=== Section Start ===

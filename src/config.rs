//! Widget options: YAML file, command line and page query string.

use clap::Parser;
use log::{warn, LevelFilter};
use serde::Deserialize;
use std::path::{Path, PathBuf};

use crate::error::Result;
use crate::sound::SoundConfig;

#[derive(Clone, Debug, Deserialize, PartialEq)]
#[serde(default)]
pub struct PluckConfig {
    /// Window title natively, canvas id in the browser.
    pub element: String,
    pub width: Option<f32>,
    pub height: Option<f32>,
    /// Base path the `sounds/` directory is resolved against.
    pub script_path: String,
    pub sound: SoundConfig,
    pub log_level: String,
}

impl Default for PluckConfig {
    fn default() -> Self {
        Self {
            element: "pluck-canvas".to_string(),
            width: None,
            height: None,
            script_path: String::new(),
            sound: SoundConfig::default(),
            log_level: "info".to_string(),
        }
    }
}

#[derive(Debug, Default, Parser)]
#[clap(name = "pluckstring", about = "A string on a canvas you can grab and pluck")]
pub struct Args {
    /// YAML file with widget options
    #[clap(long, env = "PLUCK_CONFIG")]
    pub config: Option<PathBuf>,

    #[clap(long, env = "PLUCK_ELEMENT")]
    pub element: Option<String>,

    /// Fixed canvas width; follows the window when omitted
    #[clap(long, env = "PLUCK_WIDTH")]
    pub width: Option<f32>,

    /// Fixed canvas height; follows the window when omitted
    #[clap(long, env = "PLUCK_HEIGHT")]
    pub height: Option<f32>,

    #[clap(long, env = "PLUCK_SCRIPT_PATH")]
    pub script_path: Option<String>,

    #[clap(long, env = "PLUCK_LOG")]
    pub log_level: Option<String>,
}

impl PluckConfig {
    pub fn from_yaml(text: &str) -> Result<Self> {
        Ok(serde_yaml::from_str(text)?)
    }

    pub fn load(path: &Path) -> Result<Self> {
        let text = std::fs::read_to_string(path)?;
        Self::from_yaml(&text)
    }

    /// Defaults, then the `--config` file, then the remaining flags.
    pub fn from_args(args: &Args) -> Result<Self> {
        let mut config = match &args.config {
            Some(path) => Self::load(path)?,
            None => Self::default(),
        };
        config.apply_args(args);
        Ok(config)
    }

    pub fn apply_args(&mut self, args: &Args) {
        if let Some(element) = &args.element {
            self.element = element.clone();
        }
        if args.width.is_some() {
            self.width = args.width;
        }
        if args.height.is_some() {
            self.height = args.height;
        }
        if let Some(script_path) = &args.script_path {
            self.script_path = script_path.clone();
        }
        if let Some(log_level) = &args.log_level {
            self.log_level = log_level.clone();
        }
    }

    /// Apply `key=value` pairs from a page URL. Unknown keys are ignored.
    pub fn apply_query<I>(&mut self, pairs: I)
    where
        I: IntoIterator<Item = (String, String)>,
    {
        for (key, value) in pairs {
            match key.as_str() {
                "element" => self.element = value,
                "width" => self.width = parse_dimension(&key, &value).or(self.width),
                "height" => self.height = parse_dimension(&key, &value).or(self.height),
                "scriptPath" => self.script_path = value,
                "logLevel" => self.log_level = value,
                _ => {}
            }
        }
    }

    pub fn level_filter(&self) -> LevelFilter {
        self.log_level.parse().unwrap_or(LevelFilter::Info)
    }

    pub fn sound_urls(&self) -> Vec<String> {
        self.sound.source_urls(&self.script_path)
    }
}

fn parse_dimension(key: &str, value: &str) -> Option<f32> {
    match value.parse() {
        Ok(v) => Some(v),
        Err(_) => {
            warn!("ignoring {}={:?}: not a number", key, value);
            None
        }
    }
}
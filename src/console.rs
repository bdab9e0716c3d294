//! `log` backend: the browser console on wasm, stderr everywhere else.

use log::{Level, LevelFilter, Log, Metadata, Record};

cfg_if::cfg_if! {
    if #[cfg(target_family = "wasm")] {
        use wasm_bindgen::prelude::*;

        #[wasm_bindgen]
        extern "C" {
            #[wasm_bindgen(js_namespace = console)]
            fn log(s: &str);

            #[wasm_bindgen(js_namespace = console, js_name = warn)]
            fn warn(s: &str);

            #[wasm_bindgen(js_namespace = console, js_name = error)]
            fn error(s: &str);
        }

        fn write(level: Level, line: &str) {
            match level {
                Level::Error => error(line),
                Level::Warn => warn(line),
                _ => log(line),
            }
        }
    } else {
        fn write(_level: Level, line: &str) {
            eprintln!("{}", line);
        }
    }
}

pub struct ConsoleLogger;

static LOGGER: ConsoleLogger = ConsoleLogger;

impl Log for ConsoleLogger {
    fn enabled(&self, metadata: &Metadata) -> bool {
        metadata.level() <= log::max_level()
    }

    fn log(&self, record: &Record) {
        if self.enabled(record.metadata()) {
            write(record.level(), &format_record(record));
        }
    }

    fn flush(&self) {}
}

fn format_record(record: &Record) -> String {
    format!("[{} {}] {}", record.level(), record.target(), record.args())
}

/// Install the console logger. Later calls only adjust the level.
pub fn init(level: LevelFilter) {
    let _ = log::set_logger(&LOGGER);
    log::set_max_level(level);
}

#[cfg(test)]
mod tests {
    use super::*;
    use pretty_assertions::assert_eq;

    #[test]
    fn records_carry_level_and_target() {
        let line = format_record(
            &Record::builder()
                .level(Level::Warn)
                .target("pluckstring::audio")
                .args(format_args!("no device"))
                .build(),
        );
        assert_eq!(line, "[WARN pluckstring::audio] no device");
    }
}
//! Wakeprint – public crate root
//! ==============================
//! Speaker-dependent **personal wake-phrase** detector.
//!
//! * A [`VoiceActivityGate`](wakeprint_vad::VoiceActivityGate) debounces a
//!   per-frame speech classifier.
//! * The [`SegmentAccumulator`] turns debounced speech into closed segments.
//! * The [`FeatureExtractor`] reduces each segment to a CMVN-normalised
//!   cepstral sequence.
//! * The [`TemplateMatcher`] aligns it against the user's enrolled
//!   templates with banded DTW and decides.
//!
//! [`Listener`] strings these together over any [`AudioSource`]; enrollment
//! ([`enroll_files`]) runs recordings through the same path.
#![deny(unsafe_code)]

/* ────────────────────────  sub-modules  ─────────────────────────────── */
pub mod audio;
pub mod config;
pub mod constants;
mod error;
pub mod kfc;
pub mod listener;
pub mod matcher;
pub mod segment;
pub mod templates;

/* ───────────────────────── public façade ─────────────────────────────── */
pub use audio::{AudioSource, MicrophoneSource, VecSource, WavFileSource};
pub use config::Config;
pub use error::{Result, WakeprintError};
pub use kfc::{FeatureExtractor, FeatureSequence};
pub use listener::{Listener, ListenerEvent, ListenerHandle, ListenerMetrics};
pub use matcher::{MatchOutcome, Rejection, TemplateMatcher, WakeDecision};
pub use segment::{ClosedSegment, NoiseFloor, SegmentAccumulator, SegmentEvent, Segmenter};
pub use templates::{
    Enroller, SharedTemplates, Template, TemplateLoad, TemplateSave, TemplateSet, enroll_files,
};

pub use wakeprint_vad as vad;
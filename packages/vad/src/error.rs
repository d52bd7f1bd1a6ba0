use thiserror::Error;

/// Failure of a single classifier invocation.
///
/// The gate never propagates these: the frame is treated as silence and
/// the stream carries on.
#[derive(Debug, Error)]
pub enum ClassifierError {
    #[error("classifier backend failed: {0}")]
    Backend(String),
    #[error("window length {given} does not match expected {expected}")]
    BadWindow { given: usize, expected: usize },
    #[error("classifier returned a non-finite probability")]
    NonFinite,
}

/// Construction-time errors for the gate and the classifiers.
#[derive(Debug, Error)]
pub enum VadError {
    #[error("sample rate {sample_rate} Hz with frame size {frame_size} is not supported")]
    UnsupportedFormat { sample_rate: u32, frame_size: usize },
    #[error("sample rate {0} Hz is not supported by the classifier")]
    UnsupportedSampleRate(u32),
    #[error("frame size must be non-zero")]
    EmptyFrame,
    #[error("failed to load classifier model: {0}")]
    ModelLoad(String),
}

=== Section End ===

**What to do:** Identify every line above with the string "usize" in it. Copy those lines.

**Output of the exercise:**
    BadWindow { given: usize, expected: usize },
    UnsupportedFormat { sample_rate: u32, frame_size: usize },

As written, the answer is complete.